Red Hat Enterprise Linux

Anonymous | TrustRadius Reviewer
Score 8 out of 10
Vetted Review
Verified User

Overall Satisfaction with Red Hat Enterprise Linux (RHEL)

We primarily started using it to help with the ECS deployment, the new VMs, and patching. So we have playbooks that focus on keeping our systems up to date with patches and security patches and initially and now we use it to run playbooks to help configure new VM requests in environments. And we have a very secure environment, which we don't use EEC Sing. It's a highly sensitive government environment that has to be isolated so nothing can go in, and nothing can go out except for very specific parameters. And so what we did is we have an Ansible presence in there already. So instead of sitting at an alone ECS, a whole new system in there to deploy VMs, we have Ansible deploying. So we have Ansible playbooks that connect to the ISOs and connect to the Packer images and build these VMs and they build 'em to a specific secure requirement that this environment and they automatically put them in the right OU in the right folder within the BSPHERE client. And so it is been really helpful in that environment because we used to have to copy CDs there and build VMs from scratch all the time. And the Linux VM from scratch in a very secure environment takes a long time. It's very annoying. So save a lot of time.
  • For us, it's going to be the deployment and the patching. It does a good job because you can put your no reboot tags and things like that because working with production systems and so we don't want them just rebooting suddenly because they were patched in the Linux world. So the non-reboot tags and the operating system deployment is the biggest thing we find that saves time and that's the biggest thing that we like. The tools. The tools that save time.
  • I've heard issues about the manifest sinking can be a pain sometimes and when you're going from an older to a newer version, sometimes the manifests can get messed up and you have to start all over again. That can be a bang. But mostly for me, I don't like typing a lot. So trying to remember on the playbooks it's plain English of what you want to do, but you still have to remember where every little bracket and every little thing goes and that's kind of annoying. So the coating aspect of it when you don't like coating is kind of a thing, but that's changing I think.
  • It's only been positive and like I said before, it's been positive because it removed tedious tasks and I think that's probably what it's designed to help do from what I can tell is just to get rid of the mundane tasks of a systems administrator. The things that you just don't want to waste time doing so you can actually use your brain for something useful.

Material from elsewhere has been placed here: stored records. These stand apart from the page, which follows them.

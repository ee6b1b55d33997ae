//! Account session worker: one state machine per identity.
//!
//! The worker owns its [`SessionState`] and proxy lease. Other tasks only
//! see the snapshots it publishes after every transition. The global stop
//! is checked before each transition and between the steps of a cycle, and
//! interrupts every sleep, but never an in-flight call (those are bounded by
//! `CALL_TIMEOUT`).

use std::future::Future;
use std::sync::Arc;
use std::time::Duration;

use chrono::Utc;
use farm_config::Settings;
use farm_core::{FarmError, GameError, Identity, IntRange, NetworkError, StopSignal};
use farm_proxy::{Allocation, ProxyLease, ProxyPool};
use rand::rngs::StdRng;
use rand::{Rng, SeedableRng};
use tokio::sync::watch;
use tokio::time::Instant;
use tracing::{Instrument, debug, info, info_span, warn};

use crate::collaborators::{AuthHandle, Boost, GameApi, GameStatus, Transport};
use crate::state::{PhaseEvent, SessionPhase, SessionReport, SessionSnapshot, SessionState};

/// Everything a worker shares with its siblings.
#[derive(Clone)]
pub struct SessionContext {
    pub settings: Arc<Settings>,
    pub pool: Arc<ProxyPool>,
    pub transport: Arc<dyn Transport>,
    pub game: Arc<dyn GameApi>,
    pub stop: StopSignal,
    /// Fixed RNG seed (per-session streams are derived from it).
    pub seed: Option<u64>,
}

impl std::fmt::Debug for SessionContext {
    fn fmt(&self, f: &mut std::fmt::Formatter<'_>) -> std::fmt::Result {
        f.debug_struct("SessionContext")
            .field("pool", &self.pool.status())
            .field("stop", &self.stop.is_raised())
            .field("seed", &self.seed)
            .finish()
    }
}

/// What the current phase decided.
enum Step {
    Next(PhaseEvent),
    Fail(FarmError),
    Stop(String),
}

pub struct SessionWorker {
    identity: Identity,
    ctx: SessionContext,
    state: SessionState,
    rng: StdRng,
    publisher: watch::Sender<SessionSnapshot>,
    lease: Option<ProxyLease>,
    auth: Option<(AuthHandle, Instant)>,
    last_status: Option<GameStatus>,
    last_refresh: Option<Instant>,
    last_checkin_at: Option<Instant>,
    pending_failure: Option<FarmError>,
    cycle_failures: u32,
    referral_claimed: bool,
    rate_limited: bool,
}
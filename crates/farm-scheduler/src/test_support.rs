use std::sync::atomic::{AtomicU32, Ordering};
use std::sync::{Arc, Mutex};

use anyhow::Result;
use async_trait::async_trait;
use semver::Version;

use crate::VersionSource;

/// Version source returning a scripted sequence of answers, then the
/// current version forever.
pub(crate) struct ScriptedSource {
    current: Version,
    answers: Mutex<Vec<Result<Version, String>>>,
    pub(crate) checks: AtomicU32,
    pub(crate) applied: Mutex<Option<Version>>,
    pub(crate) fail_apply: bool,
}

impl ScriptedSource {
    pub(crate) fn new(current: &str, answers: Vec<Result<&str, &str>>) -> Arc<Self> {
        Arc::new(Self::build(current, answers, false))
    }

    pub(crate) fn failing_apply(current: &str, answers: Vec<Result<&str, &str>>) -> Arc<Self> {
        Arc::new(Self::build(current, answers, true))
    }

    fn build(current: &str, answers: Vec<Result<&str, &str>>, fail_apply: bool) -> Self {
        let mut answers: Vec<_> = answers
            .into_iter()
            .map(|a| match a {
                Ok(v) => Ok(Version::parse(v).unwrap()),
                Err(e) => Err(e.to_string()),
            })
            .collect();
        answers.reverse();
        Self {
            current: Version::parse(current).unwrap(),
            answers: Mutex::new(answers),
            checks: AtomicU32::new(0),
            applied: Mutex::new(None),
            fail_apply,
        }
    }
}

#[async_trait]
impl VersionSource for ScriptedSource {
    fn current_version(&self) -> Version {
        self.current.clone()
    }

    async fn latest_version(&self) -> Result<Version> {
        self.checks.fetch_add(1, Ordering::SeqCst);
        let next = self.answers.lock().unwrap().pop();
        match next {
            Some(Ok(v)) => Ok(v),
            Some(Err(e)) => Err(anyhow::anyhow!(e)),
            None => Ok(self.current.clone()),
        }
    }

    async fn apply_update(&self, version: &Version) -> Result<()> {
        if self.fail_apply {
            anyhow::bail!("no asset for this platform");
        }
        *self.applied.lock().unwrap() = Some(version.clone());
        Ok(())
    }
}
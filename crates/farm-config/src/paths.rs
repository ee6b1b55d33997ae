use std::path::{Path, PathBuf};

/// XDG app name used for the config directory.
pub const APP_NAME: &str = "tapfarm";
/// File name looked up in the working directory and the config directory.
pub const SETTINGS_FILE: &str = "tapfarm.toml";
pub const ACCOUNTS_FILE: &str = "accounts.toml";
pub const PROXIES_FILE: &str = "proxies.txt";

/// Platform config directory (`~/.config/tapfarm` on Linux).
pub fn config_dir() -> Option<PathBuf> {
    directories::ProjectDirs::from("", "", APP_NAME).map(|dirs| dirs.config_dir().to_path_buf())
}

/// Resolve a config file for reading.
///
/// Lookup order: explicit path, `./{file_name}`, `{config_dir}/{file_name}`.
/// An explicit path is returned even if it does not exist so the caller
/// reports the missing file instead of silently using defaults.
pub fn resolve(explicit: Option<&Path>, file_name: &str) -> Option<PathBuf> {
    resolve_in(explicit, Path::new("."), config_dir().as_deref(), file_name)
}

fn resolve_in(
    explicit: Option<&Path>,
    cwd: &Path,
    config_dir: Option<&Path>,
    file_name: &str,
) -> Option<PathBuf> {
    if let Some(path) = explicit {
        return Some(path.to_path_buf());
    }
    let local = cwd.join(file_name);
    if local.exists() {
        return Some(local);
    }
    config_dir
        .map(|dir| dir.join(file_name))
        .filter(|path| path.exists())
}

#[cfg(test)]
mod tests {
    use super::*;
    use tempfile::tempdir;

    #[test]
    fn test_explicit_path_wins_even_if_missing() {
        let dir = tempdir().unwrap();
        let explicit = dir.path().join("nope.toml");
        let resolved = resolve_in(Some(&explicit), dir.path(), None, SETTINGS_FILE);
        assert_eq!(resolved, Some(explicit));
    }

    #[test]
    fn test_cwd_before_config_dir() {
        let cwd = tempdir().unwrap();
        let cfg = tempdir().unwrap();
        std::fs::write(cwd.path().join(SETTINGS_FILE), "").unwrap();
        std::fs::write(cfg.path().join(SETTINGS_FILE), "").unwrap();

        let resolved = resolve_in(None, cwd.path(), Some(cfg.path()), SETTINGS_FILE);
        assert_eq!(resolved, Some(cwd.path().join(SETTINGS_FILE)));
    }

    #[test]
    fn test_falls_back_to_config_dir() {
        let cwd = tempdir().unwrap();
        let cfg = tempdir().unwrap();
        std::fs::write(cfg.path().join(ACCOUNTS_FILE), "").unwrap();

        let resolved = resolve_in(None, cwd.path(), Some(cfg.path()), ACCOUNTS_FILE);
        assert_eq!(resolved, Some(cfg.path().join(ACCOUNTS_FILE)));
    }

    #[test]
    fn test_nothing_found() {
        let cwd = tempdir().unwrap();
        assert_eq!(resolve_in(None, cwd.path(), None, PROXIES_FILE), None);
    }
}
use anyhow::{Context, Result, bail};
use farm_config::paths::{self, ACCOUNTS_FILE, PROXIES_FILE, SETTINGS_FILE};
use farm_config::{IdentityStore, Settings, load_proxies, validate_settings};
use farm_core::OutputFormat;

use crate::cli::FileArgs;

/// Load `tapfarm.toml` (or defaults when none is found), apply environment
/// overrides and validate.
pub(crate) fn load_settings(files: &FileArgs) -> Result<Settings> {
    let path = paths::resolve(files.config.as_deref(), SETTINGS_FILE);
    let settings = Settings::load(path.as_deref())?;
    validate_settings(&settings).context("Invalid settings")?;
    Ok(settings)
}

pub(crate) fn load_accounts(files: &FileArgs, settings: &Settings) -> Result<IdentityStore> {
    let Some(path) = paths::resolve(files.accounts.as_deref(), ACCOUNTS_FILE) else {
        bail!("No accounts configured: pass --accounts or create {ACCOUNTS_FILE}");
    };
    IdentityStore::load(&path, &settings.blacklisted_sessions)
}

/// Proxy endpoints, empty when `USE_PROXY` is off or no list exists.
pub(crate) fn load_proxy_list(files: &FileArgs, settings: &Settings) -> Result<Vec<String>> {
    if !settings.use_proxy {
        return Ok(Vec::new());
    }
    match paths::resolve(files.proxies.as_deref(), PROXIES_FILE) {
        Some(path) => load_proxies(&path),
        None => {
            tracing::warn!("USE_PROXY is set but no {PROXIES_FILE} was found; connecting directly");
            Ok(Vec::new())
        }
    }
}

/// `tapfarm config`.
pub(crate) fn handle_config(settings: &Settings, format: OutputFormat) -> Result<()> {
    match format {
        OutputFormat::Text => print!("{}", settings.to_toml()?),
        OutputFormat::Json => println!("{}", serde_json::to_string_pretty(settings)?),
    }
    Ok(())
}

Do you think Red Hat Enterprise Linux (RHEL) delivers good value for the price?

Yes

Are you happy with Red Hat Enterprise Linux (RHEL)'s feature set?

Yes

Did Red Hat Enterprise Linux (RHEL) live up to sales and marketing promises?

Yes

Did implementation of Red Hat Enterprise Linux (RHEL) go as expected?

Yes

Would you buy Red Hat Enterprise Linux (RHEL) again?

Yes

It's definitely well-suited specifically for patch management and deployment. I haven't used it in any areas outside of that, so I'm not sure. I don't know. I don't know if it'd be good for application stuff. I don't know. That might be a weak point, but I don't know for sure. I haven't used it to do application setups or calls or anything like that. Just patching and deployment. So that one is kind of our one.